*TRY IT*.
Wherever the line with "classes.sort();" sits in the listing below, transcribe from it up to and including the line with "let signatures = self", exactly, and leave the remaining lines out.

*PROVIDED DATA*.

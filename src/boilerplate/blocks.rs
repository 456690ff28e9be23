//! Repeated-Block Detector
//!
//! Fingerprints every direct child of `<body>` and treats a fingerprint
//! found on every sampled page as boilerplate.

use super::MIN_OBSERVED_PAGES;
use scraper::{ElementRef, Html, Selector};
use std::collections::{HashMap, HashSet};

/// Characters per text-length bucket
const TEXT_BUCKET: usize = 50;

/// Structural shape of a body-level block
#[derive(Debug, Clone, PartialEq, Eq, Hash)]
pub struct BlockSignature {
    pub tag: String,
    /// Tag names of the element children, in document order
    pub child_tags: Vec<String>,
    /// Class names, sorted
    pub classes: Vec<String>,
    pub id: Option<String>,
    /// Number of `a[href]` descendants
    pub link_count: usize,
    /// Trimmed text length divided by the bucket width
    pub text_bucket: usize,
}

impl BlockSignature {
    pub fn of(element: ElementRef<'_>) -> Self {
        let value = element.value();

        let child_tags = element
            .children()
            .filter_map(ElementRef::wrap)
            .map(|child| child.value().name().to_string())
            .collect();

        let mut classes: Vec<String> = value.classes().map(str::to_string).collect();
        classes.sort();

        let link_count = Selector::parse("a[href]")
            .map(|selector| element.select(&selector).count())
            .unwrap_or(0);

        let text: String = element.text().collect();

        Self {
            tag: value.name().to_string(),
            child_tags,
            classes,
            id: value.id().map(str::to_string),
            link_count,
            text_bucket: text.trim().chars().count() / TEXT_BUCKET,
        }
    }
}

/// Direct element children of `<body>`
///
/// A document without a body has no blocks.
pub fn body_blocks(document: &Html) -> Vec<ElementRef<'_>> {
    let Ok(selector) = Selector::parse("body") else {
        return Vec::new();
    };
    match document.root_element().select(&selector).next() {
        Some(body) => body.children().filter_map(ElementRef::wrap).collect(),
        None => Vec::new(),
    }
}

/// Signature page counts gathered while sampling
#[derive(Debug, Clone, Default)]
pub struct RepeatedBlockTable {
    counts: HashMap<BlockSignature, usize>,
    pages: usize,
}

impl RepeatedBlockTable {
    pub fn new() -> Self {
        Self::default()
    }

    /// Records the distinct block signatures of one page
    pub fn observe(&mut self, document: &Html) {
        let distinct: HashSet<BlockSignature> = body_blocks(document)
            .into_iter()
            .map(BlockSignature::of)
            .collect();
        for signature in distinct {
            *self.counts.entry(signature).or_insert(0) += 1;
        }
        self.pages += 1;
    }

    pub fn pages(&self) -> usize {
        self.pages
    }

    /// Keeps the signatures present on every observed page
    ///
    /// Fewer than [`MIN_OBSERVED_PAGES`] pages give an empty set.
    pub fn freeze(self) -> RepeatedSignatures {
        let pages = self.pages;
        if pages < MIN_OBSERVED_PAGES {
            return RepeatedSignatures::default();
        }
        let signatures = self
            .counts
            .into_iter()
            .filter(|(_, count)| *count == pages)
            .map(|(signature, _)| signature)
            .collect();
        RepeatedSignatures { signatures }
    }
}

/// Frozen set of boilerplate block signatures
#[derive(Debug, Clone, Default, PartialEq, Eq)]
pub struct RepeatedSignatures {
    signatures: HashSet<BlockSignature>,
}

impl RepeatedSignatures {
    pub fn contains(&self, signature: &BlockSignature) -> bool {
        self.signatures.contains(signature)
    }

    pub fn len(&self) -> usize {
        self.signatures.len()
    }

    pub fn is_empty(&self) -> bool {
        self.signatures.is_empty()
    }

    /// Detaches every body block whose signature is in the set
    ///
    /// Returns the number of blocks removed. Detached subtrees are only
    /// unreachable from `document.root_element()`, so read the pruned
    /// document through it.
    pub fn remove_repeated_blocks(&self, document: &mut Html) -> usize {
        if self.signatures.is_empty() {
            return 0;
        }

        let doomed: Vec<_> = body_blocks(document)
            .into_iter()
            .filter(|block| self.contains(&BlockSignature::of(*block)))
            .map(|block| block.id())
            .collect();

        for id in &doomed {
            if let Some(mut node) = document.tree.get_mut(*id) {
                node.detach();
            }
        }
        doomed.len()
    }
}

#[cfg(test)]
mod tests {
    use super::*;

    const HEADER: &str = r#"<header class="top site"><a href="/">Logo</a></header>"#;
    const NAV: &str =
        r#"<nav id="menu"><a href="/a">A</a><a href="/b">B</a><h2>Menu</h2></nav>"#;

    fn page(content: &str) -> Html {
        Html::parse_document(&format!(
            "<html><body>{}{}<main>{}</main></body></html>",
            HEADER, NAV, content
        ))
    }

    fn sample() -> Vec<Html> {
        vec![
            page("<h1>One</h1>"),
            page("<h1>Two</h1><p>text</p>"),
            page("<article><h1>Three</h1></article>"),
        ]
    }

    fn learn(pages: &[Html]) -> RepeatedSignatures {
        let mut table = RepeatedBlockTable::new();
        for document in pages {
            table.observe(document);
        }
        table.freeze()
    }

    #[test]
    fn test_signature_shape() {
        let document = page("");
        let blocks = body_blocks(&document);
        assert_eq!(blocks.len(), 3);

        let header = BlockSignature::of(blocks[0]);
        assert_eq!(header.tag, "header");
        assert_eq!(header.classes, vec!["site".to_string(), "top".to_string()]);
        assert_eq!(header.child_tags, vec!["a".to_string()]);
        assert_eq!(header.link_count, 1);

        let nav = BlockSignature::of(blocks[1]);
        assert_eq!(nav.id.as_deref(), Some("menu"));
        assert_eq!(nav.link_count, 2);
        assert_eq!(nav.text_bucket, 0);
    }

    #[test]
    fn test_only_blocks_on_every_page_repeat() {
        let signatures = learn(&sample());
        // header and nav; the three <main> blocks all differ
        assert_eq!(signatures.len(), 2);
    }

    #[test]
    fn test_partial_overlap_is_not_repeated() {
        let mut pages = sample();
        pages.push(Html::parse_document("<html><body><main>bare</main></body></html>"));
        assert!(learn(&pages).is_empty());
    }

    #[test]
    fn test_no_pages_no_signatures() {
        assert!(RepeatedBlockTable::new().freeze().is_empty());
    }

    #[test]
    fn test_one_page_is_not_a_sample() {
        let signatures = learn(&sample()[..1]);
        assert!(signatures.is_empty());

        let mut document = page("<h1>One</h1>");
        assert_eq!(signatures.remove_repeated_blocks(&mut document), 0);

        assert_eq!(learn(&sample()[..2]).len(), 2);
    }

    #[test]
    fn test_remove_repeated_blocks() {
        let signatures = learn(&sample());
        let mut document = page("<h1>Fresh</h1>");

        assert_eq!(signatures.remove_repeated_blocks(&mut document), 2);

        let remaining: Vec<String> = body_blocks(&document)
            .iter()
            .map(|block| block.value().name().to_string())
            .collect();
        assert_eq!(remaining, vec!["main".to_string()]);
        let h2 = Selector::parse("h2").unwrap();
        assert_eq!(document.root_element().select(&h2).count(), 0);
        let links = Selector::parse("a[href]").unwrap();
        assert_eq!(document.root_element().select(&links).count(), 0);
    }

    #[test]
    fn test_removal_is_idempotent() {
        let signatures = learn(&sample());
        let mut pruned = sample();
        for document in &mut pruned {
            signatures.remove_repeated_blocks(document);
        }

        for document in &mut pruned {
            assert_eq!(signatures.remove_repeated_blocks(document), 0);
        }
        assert!(learn(&pruned).is_empty());
    }

    #[test]
    fn test_document_without_blocks() {
        let signatures = learn(&sample());
        let mut document = Html::parse_fragment("just text");
        assert_eq!(signatures.remove_repeated_blocks(&mut document), 0);
    }
}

*SOLUTION TO THIS PROBLEM*.
        classes.sort();

        let link_count = Selector::parse("a[href]")
            .map(|selector| element.select(&selector).count())
            .unwrap_or(0);

        let text: String = element.text().collect();

        Self {
            tag: value.name().to_string(),
            child_tags,
            classes,
            id: value.id().map(str::to_string),
            link_count,
            text_bucket: text.trim().chars().count() / TEXT_BUCKET,
        }
    }
}

/// Direct element children of `<body>`
///
/// A document without a body has no blocks.
pub fn body_blocks(document: &Html) -> Vec<ElementRef<'_>> {
    let Ok(selector) = Selector::parse("body") else {
        return Vec::new();
    };
    match document.root_element().select(&selector).next() {
        Some(body) => body.children().filter_map(ElementRef::wrap).collect(),
        None => Vec::new(),
    }
}

/// Signature page counts gathered while sampling
#[derive(Debug, Clone, Default)]
pub struct RepeatedBlockTable {
    counts: HashMap<BlockSignature, usize>,
    pages: usize,
}

impl RepeatedBlockTable {
    pub fn new() -> Self {
        Self::default()
    }

    /// Records the distinct block signatures of one page
    pub fn observe(&mut self, document: &Html) {
        let distinct: HashSet<BlockSignature> = body_blocks(document)
            .into_iter()
            .map(BlockSignature::of)
            .collect();
        for signature in distinct {
            *self.counts.entry(signature).or_insert(0) += 1;
        }
        self.pages += 1;
    }

    pub fn pages(&self) -> usize {
        self.pages
    }

    /// Keeps the signatures present on every observed page
    ///
    /// Fewer than [`MIN_OBSERVED_PAGES`] pages give an empty set.
    pub fn freeze(self) -> RepeatedSignatures {
        let pages = self.pages;
        if pages < MIN_OBSERVED_PAGES {
            return RepeatedSignatures::default();
        }
        let signatures = self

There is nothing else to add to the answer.